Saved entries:

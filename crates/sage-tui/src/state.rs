//! Application state composition.
//!
//! ```text
//! AppState
//! ├── tui: TuiState
//! │   ├── layout: ChatLayout           (welcome vs. conversation)
//! │   ├── input: InputState            (composer text)
//! │   ├── transcript: TranscriptState  (message nodes, typing indicator, scroll)
//! │   ├── sessions: SessionsState      (sidebar rows, current session id)
//! │   ├── attachment: AttachmentState  (pending file, at most one)
//! │   ├── chrome: ChromeState          (theme, sidebar visibility)
//! │   ├── task_seq: TaskSeq            (async task id generator)
//! │   └── tasks: Tasks                 (task lifecycle state)
//! └── overlay: Option<Overlay>         (modal overlays)
//! ```
//!
//! `TuiState` and the overlay are split so overlay key handlers can borrow
//! the overlay mutably while reading the rest of the state.

use sage_core::attachment::PendingAttachment;
use sage_core::config::Config;
use sage_core::prefs::Theme;

use crate::attachment::AttachmentState;
use crate::chrome::ChromeState;
use crate::common::{TaskId, TaskKind, TaskSeq, Tasks};
use crate::input::InputState;
use crate::overlays::Overlay;
use crate::sessions::SessionsState;
use crate::transcript::TranscriptState;

/// Combined application state for the TUI.
pub struct AppState {
    pub tui: TuiState,
    pub overlay: Option<Overlay>,
}

impl AppState {
    pub fn new(config: Config, theme: Theme) -> Self {
        Self {
            tui: TuiState::new(config, theme),
            overlay: None,
        }
    }
}

/// Which main panel is showing.
#[derive(Debug, Clone, Copy, PartialEq, Eq, Default)]
pub enum ChatLayout {
    /// Banner and quick suggestions. No session loaded, no messages.
    #[default]
    Welcome,
    /// Message list.
    Conversation,
}

/// TUI state (non-overlay).
pub struct TuiState {
    pub should_quit: bool,
    pub config: Config,
    pub layout: ChatLayout,
    pub input: InputState,
    pub transcript: TranscriptState,
    pub sessions: SessionsState,
    pub attachment: AttachmentState,
    pub chrome: ChromeState,
    pub task_seq: TaskSeq,
    pub tasks: Tasks,
    /// Advanced every tick; drives the typing animation.
    pub spinner_frame: usize,
}

impl TuiState {
    pub fn new(config: Config, theme: Theme) -> Self {
        Self {
            should_quit: false,
            config,
            layout: ChatLayout::Welcome,
            input: InputState::default(),
            transcript: TranscriptState::default(),
            sessions: SessionsState::default(),
            attachment: AttachmentState::default(),
            chrome: ChromeState::new(theme),
            task_seq: TaskSeq::default(),
            tasks: Tasks::default(),
            spinner_frame: 0,
        }
    }

    pub fn current_session_id(&self) -> Option<i64> {
        self.sessions.current_id()
    }

    pub fn selected_file(&self) -> Option<&PendingAttachment> {
        self.attachment.selected()
    }

    pub fn is_welcome(&self) -> bool {
        self.layout == ChatLayout::Welcome
    }

    /// Switches to the message list. Idempotent.
    pub fn enter_conversation(&mut self) {
        self.layout = ChatLayout::Conversation;
    }

    /// Back to a fresh chat: no session, no messages, welcome layout.
    pub fn reset_to_welcome(&mut self) {
        self.sessions.set_current(None);
        self.transcript.clear();
        self.layout = ChatLayout::Welcome;
    }

    /// Claims a new task id for `kind`, superseding any running one.
    pub fn begin_task(&mut self, kind: TaskKind) -> TaskId {
        let id = self.task_seq.next_id();
        self.tasks.state_mut(kind).begin(id);
        id
    }
}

EXERCISE AIM » Beginning with the line that holds "self.sessions.set_current(None);", please return every line through the end of the data, exactly as written.

YOUR RESPONSE »
        self.sessions.set_current(None);
        self.transcript.clear();
        self.layout = ChatLayout::Welcome;
    }

    /// Claims a new task id for `kind`, superseding any running one.
    pub fn begin_task(&mut self, kind: TaskKind) -> TaskId {
        let id = self.task_seq.next_id();
        self.tasks.state_mut(kind).begin(id);
        id
    }
}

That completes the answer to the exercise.